Ultimately, this error is a safeguard. It is the platform’s way of telling you that your current intent is mathematically unsustainable. Use this experience to sharpen your performance, refine your EA parameters, and build a resilient trading business. When you master your risk management system, you no longer fear the error message—you outgrow it.
FAQ
Q1: Why does MT4 say "Not Enough Money" when I clearly have a positive balance? A: MT4 checks your Free Margin, not your Balance. If you have open trades that are currently in a loss, or if the margin required for the new trade (plus the spread) exceeds your usable funds, the order will be rejected regardless of your total balance.

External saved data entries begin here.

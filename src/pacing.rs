use std::time::{Duration, Instant};

/// Late frames dropped in a row before one is shown anyway.
pub const MAX_CONSECUTIVE_DROPS: u32 = 5;

/// What to do with a freshly decoded frame.
#[derive(Debug, Clone, Copy, PartialEq, Eq)]
pub enum Pace {
    /// Show it after waiting this long.
    Present(Duration),
    /// It is more than one frame interval late.
    Drop,
}

/// Maps media timestamps onto wall-clock deadlines.
#[derive(Debug, Clone)]
pub struct FrameClock {
    anchor_instant: Instant,
    anchor_timestamp: Duration,
    interval: Duration,
    consecutive_drops: u32,
}

impl FrameClock {
    pub fn new(interval: Duration, now: Instant) -> Self {
        Self {
            anchor_instant: now,
            anchor_timestamp: Duration::ZERO,
            interval,
            consecutive_drops: 0,
        }
    }

    /// Pins `timestamp` to `now`; called on resume and after seeks.
    pub fn reanchor(&mut self, timestamp: Duration, now: Instant) {
        self.anchor_instant = now;
        self.anchor_timestamp = timestamp;
        self.consecutive_drops = 0;
    }

    pub fn deadline(&self, timestamp: Duration) -> Instant {
        self.anchor_instant + timestamp.saturating_sub(self.anchor_timestamp)
    }

    pub fn pace(&mut self, timestamp: Duration, now: Instant) -> Pace {
        let deadline = self.deadline(timestamp);

        if now > deadline + self.interval {
            if self.consecutive_drops < MAX_CONSECUTIVE_DROPS {
                self.consecutive_drops += 1;
                return Pace::Drop;
            }
            // Decoding cannot keep up; show this one and restart the schedule from it.
            self.reanchor(timestamp, now);
            return Pace::Present(Duration::ZERO);
        }

        self.consecutive_drops = 0;
        Pace::Present(deadline.saturating_duration_since(now))
    }
}

/// Reports whole-second boundaries crossed by the playback position.
#[derive(Debug, Clone, Default)]
pub struct SecondTracker {
    current: u64,
}

impl SecondTracker {
    pub fn new() -> Self {
        Self::default()
    }

    /// Returns the new second when `timestamp` moves past the last reported one.
    pub fn advance(&mut self, timestamp: Duration) -> Option<u64> {
        let second = timestamp.as_secs();
        if second > self.current {
            self.current = second;
            Some(second)
        } else {
            None
        }
    }

    /// Jumps without reporting, e.g. after a seek.
    pub fn reset(&mut self, timestamp: Duration) {
        self.current = timestamp.as_secs();
    }
}

#[cfg(test)]
mod tests {
    use super::*;

    const FRAME: Duration = Duration::from_millis(40);

    fn ts(frame: u64) -> Duration {
        FRAME * frame as u32
    }

    #[test]
    fn on_time_frames_wait_for_their_deadline() {
        let start = Instant::now();
        let mut clock = FrameClock::new(FRAME, start);

        assert_eq!(clock.pace(ts(0), start), Pace::Present(Duration::ZERO));
        assert_eq!(clock.pace(ts(1), start), Pace::Present(FRAME));
        assert_eq!(
            clock.pace(ts(3), start + Duration::from_millis(100)),
            Pace::Present(Duration::from_millis(20))
        );
    }

    #[test]
    fn slightly_late_frames_are_still_shown() {
        let start = Instant::now();
        let mut clock = FrameClock::new(FRAME, start);
        let now = start + ts(2) + Duration::from_millis(30);
        assert_eq!(clock.pace(ts(2), now), Pace::Present(Duration::ZERO));
    }

    #[test]
    fn frames_later_than_one_interval_are_dropped() {
        let start = Instant::now();
        let mut clock = FrameClock::new(FRAME, start);
        let now = start + Duration::from_secs(1);
        assert_eq!(clock.pace(ts(1), now), Pace::Drop);
        assert_eq!(clock.pace(ts(2), now), Pace::Drop);
        // Catching up resets the drop streak.
        assert_eq!(clock.pace(ts(25), now), Pace::Present(Duration::ZERO));
        assert_eq!(clock.pace(ts(3), now), Pace::Drop);
    }

    #[test]
    fn persistent_lag_still_shows_a_frame_every_few_drops() {
        let start = Instant::now();
        let mut clock = FrameClock::new(FRAME, start);
        let now = start + Duration::from_secs(10);

        for n in 0..MAX_CONSECUTIVE_DROPS {
            assert_eq!(clock.pace(ts(n as u64), now), Pace::Drop);
        }
        let shown = ts(MAX_CONSECUTIVE_DROPS as u64);
        assert_eq!(clock.pace(shown, now), Pace::Present(Duration::ZERO));
        // Re-anchored: the following frame is one interval out.
        assert_eq!(clock.pace(shown + FRAME, now), Pace::Present(FRAME));
    }

    #[test]
    fn reanchor_moves_the_schedule() {
        let start = Instant::now();
        let mut clock = FrameClock::new(FRAME, start);
        let later = start + Duration::from_secs(5);
        clock.reanchor(ts(100), later);
        assert_eq!(clock.deadline(ts(101)), later + FRAME);
        assert_eq!(clock.deadline(ts(50)), later);
    }

    #[test]
    fn ten_second_clip_crosses_nine_boundaries() {
        let mut tracker = SecondTracker::new();
        let reported: Vec<u64> = (0..300u64)
            .filter_map(|n| tracker.advance(Duration::from_secs_f64(n as f64 / 30.0)))
            .collect();
        assert_eq!(reported, (1..=9).collect::<Vec<_>>());
    }

    #[test]
    fn each_boundary_is_reported_once() {
        let mut tracker = SecondTracker::new();
        assert_eq!(tracker.advance(Duration::from_millis(1000)), Some(1));
        assert_eq!(tracker.advance(Duration::from_millis(1000)), None);
        assert_eq!(tracker.advance(Duration::from_millis(1500)), None);
        assert_eq!(tracker.advance(Duration::from_millis(3200)), Some(3));
    }

    #[test]
    fn reset_is_silent() {
        let mut tracker = SecondTracker::new();
        tracker.reset(Duration::from_secs(7));
        assert_eq!(tracker.advance(Duration::from_millis(7900)), None);
        assert_eq!(tracker.advance(Duration::from_secs(8)), Some(8));

        tracker.reset(Duration::from_secs(2));
        assert_eq!(tracker.advance(Duration::from_secs(3)), Some(3));
    }
}
use parking_lot::Mutex;
use std::sync::atomic::{AtomicU64, Ordering};
use std::sync::Arc;
use std::time::Duration;
use yuv::{yuv_nv12_to_bgra, YuvBiPlanarImage, YuvConversionMode, YuvRange, YuvStandardMatrix};

/// A decoded picture in BGRA8, ready to be handed to the renderer.
#[derive(Debug, Clone, PartialEq)]
pub struct Frame {
    pub pixels: Vec<u8>,
    pub width: u32,
    pub height: u32,
    pub timestamp: Duration,
    pub number: u64,
}

impl Frame {
    pub fn new(pixels: Vec<u8>, width: u32, height: u32, timestamp: Duration, number: u64) -> Self {
        debug_assert_eq!(pixels.len(), width as usize * height as usize * 4);
        Self {
            pixels,
            width,
            height,
            timestamp,
            number,
        }
    }

    pub fn size(&self) -> (u32, u32) {
        (self.width, self.height)
    }
}

/// Last-write-wins handoff between the decode worker and the UI.
///
/// There is no queue: publishing replaces whatever the reader has not picked up yet.
#[derive(Debug, Default)]
pub struct FrameSlot {
    frame: Mutex<Option<Arc<Frame>>>,
    generation: AtomicU64,
}

impl FrameSlot {
    pub fn new() -> Self {
        Self::default()
    }

    pub fn publish(&self, frame: Frame) {
        let mut slot = self.frame.lock();
        *slot = Some(Arc::new(frame));
        self.generation.fetch_add(1, Ordering::AcqRel);
    }

    pub fn latest(&self) -> Option<Arc<Frame>> {
        self.frame.lock().clone()
    }

    /// The latest frame together with the generation it was published under.
    pub fn latest_with_generation(&self) -> (Option<Arc<Frame>>, u64) {
        let slot = self.frame.lock();
        (slot.clone(), self.generation.load(Ordering::Acquire))
    }

    /// Bumped on every publish and clear.
    pub fn generation(&self) -> u64 {
        self.generation.load(Ordering::Acquire)
    }

    pub fn clear(&self) {
        let mut slot = self.frame.lock();
        *slot = None;
        self.generation.fetch_add(1, Ordering::AcqRel);
    }
}

/// Converts a tightly packed NV12 buffer (Y plane then interleaved UV) to BGRA8.
///
/// Returns `None` when `data` is too short for the given dimensions.
pub fn nv12_to_bgra(data: &[u8], width: u32, height: u32) -> Option<Vec<u8>> {
    let width_usize = width as usize;
    let height_usize = height as usize;
    let y_size = width_usize * height_usize;
    let uv_size = width_usize * height_usize.div_ceil(2);

    if width == 0 || height == 0 || data.len() < y_size + uv_size {
        return None;
    }

    let image = YuvBiPlanarImage {
        y_plane: &data[..y_size],
        y_stride: width,
        uv_plane: &data[y_size..y_size + uv_size],
        uv_stride: width,
        width,
        height,
    };

    let mut bgra = vec![0u8; y_size * 4];
    let stride = width * 4;

    for (range, matrix) in [
        (YuvRange::Full, YuvStandardMatrix::Bt709),
        (YuvRange::Limited, YuvStandardMatrix::Bt709),
        (YuvRange::Limited, YuvStandardMatrix::Bt601),
    ] {
        if yuv_nv12_to_bgra(
            &image,
            &mut bgra,
            stride,
            range,
            matrix,
            YuvConversionMode::Balanced,
        )
        .is_ok()
        {
            return Some(bgra);
        }
    }

    log::warn!("NV12 conversion failed for {}x{} frame", width, height);
    None
}

#[cfg(test)]
mod tests {
    use super::*;

    fn frame(number: u64) -> Frame {
        Frame::new(vec![0; 16], 2, 2, Duration::from_millis(number * 40), number)
    }

    #[test]
    fn slot_keeps_only_the_latest_frame() {
        let slot = FrameSlot::new();
        assert!(slot.latest().is_none());

        slot.publish(frame(1));
        slot.publish(frame(2));
        slot.publish(frame(3));

        assert_eq!(slot.latest().map(|f| f.number), Some(3));
        assert_eq!(slot.generation(), 3);
    }

    #[test]
    fn clearing_bumps_generation() {
        let slot = FrameSlot::new();
        slot.publish(frame(1));
        let before = slot.generation();
        slot.clear();
        assert!(slot.latest().is_none());
        assert!(slot.generation() > before);
    }

    #[test]
    fn slot_hands_frames_across_threads() {
        let slot = Arc::new(FrameSlot::new());
        let writer = Arc::clone(&slot);
        std::thread::spawn(move || {
            for n in 0..50 {
                writer.publish(frame(n));
            }
        })
        .join()
        .unwrap();
        assert_eq!(slot.latest().map(|f| f.number), Some(49));
    }

    #[test]
    fn paired_read_never_mixes_generations() {
        let slot = Arc::new(FrameSlot::new());
        let writer = Arc::clone(&slot);
        let handle = std::thread::spawn(move || {
            for n in 0..2000 {
                writer.publish(frame(n));
            }
        });

        // Frame n is published as generation n + 1.
        let mut reads = 0;
        while !handle.is_finished() || reads == 0 {
            if let (Some(frame), generation) = slot.latest_with_generation() {
                assert_eq!(generation, frame.number + 1);
                reads += 1;
            }
        }
        handle.join().unwrap();

        let (frame, generation) = slot.latest_with_generation();
        assert_eq!(frame.map(|f| f.number), Some(1999));
        assert_eq!(generation, 2000);
    }

    #[test]
    fn grey_nv12_converts_to_opaque_grey() {
        let (w, h) = (4u32, 2u32);
        let data = vec![128u8; (w * h + w * h / 2) as usize];
        let bgra = nv12_to_bgra(&data, w, h).expect("conversion");
        assert_eq!(bgra.len(), (w * h * 4) as usize);
        for px in bgra.chunks_exact(4) {
            assert_eq!(px[3], 255);
            assert!(px[0].abs_diff(px[1]) <= 2 && px[1].abs_diff(px[2]) <= 2, "{px:?}");
        }
    }

    #[test]
    fn truncated_nv12_is_rejected() {
        assert!(nv12_to_bgra(&[0; 7], 4, 2).is_none());
        assert!(nv12_to_bgra(&[], 0, 0).is_none());
    }
}
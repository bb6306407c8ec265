use gpui::{div, prelude::*, App, Application, Context, Entity, Render, Window, WindowOptions};
use gpui_video_label::{VideoOptions, VideoView};
use std::path::PathBuf;

struct PlayerExample {
    video: Entity<VideoView>,
}

impl Render for PlayerExample {
    fn render(&mut self, _window: &mut Window, _cx: &mut Context<Self>) -> impl IntoElement {
        div().size_full().child(self.video.clone())
    }
}

fn main() {
    env_logger::init();
    let path = std::env::args()
        .nth(1)
        .map(PathBuf::from)
        .unwrap_or_else(|| PathBuf::from(env!("CARGO_MANIFEST_DIR")).join("assets/sample.mp4"));

    Application::new().run(move |cx: &mut App| {
        cx.open_window(
            WindowOptions {
                focus: true,
                ..Default::default()
            },
            |_, cx| {
                let options = VideoOptions {
                    autoplay: Some(true),
                    ..VideoOptions::default()
                };
                let video = cx.new(|cx| VideoView::new(options, cx));
                video.update(cx, |view, _| {
                    if let Err(e) = view.player().load_file(&path) {
                        log::error!("Cannot load {}: {}", path.display(), e);
                    }
                });
                cx.new(|_| PlayerExample { video })
            },
        )
        .unwrap();
        cx.activate(true);
    });
}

Q2: Can I fix this error by just increasing my leverage? A: Technically, yes. Increasing your leverage ratio reduces the amount of margin required to open a position. However, this is a "double-edged sword" as it also increases your risk of a total account wipeout if the trade moves against you.
Q3: Does the spread affect the "Not Enough Money" error? A: Absolutely. The "cost" of the trade includes the spread. During periods of low liquidity (like the New York-London rollover), spreads widen significantly. This spike in transaction costs can push the total margin requirement above your available free margin, causing a rejection.
Q4: How can I prevent my EA from triggering this error? A: You should code a "margin check" into your EA's logic. Ensure the script calculates the required margin for the intended lot size and compares it to the AccountFreeMargin() before sending an order request. Additionally, using a VPS can prevent execution delays that lead to price-related rejections.
Q5: What is the safest lot size to avoid this error? A: There is no "one-size-fits-all" lot size. It depends on your account equity and leverage. A safe approach is to use a Position Sizing Calculator and risk no more than 1-2% of your equity per trade, which naturally keeps your margin requirements within a healthy range.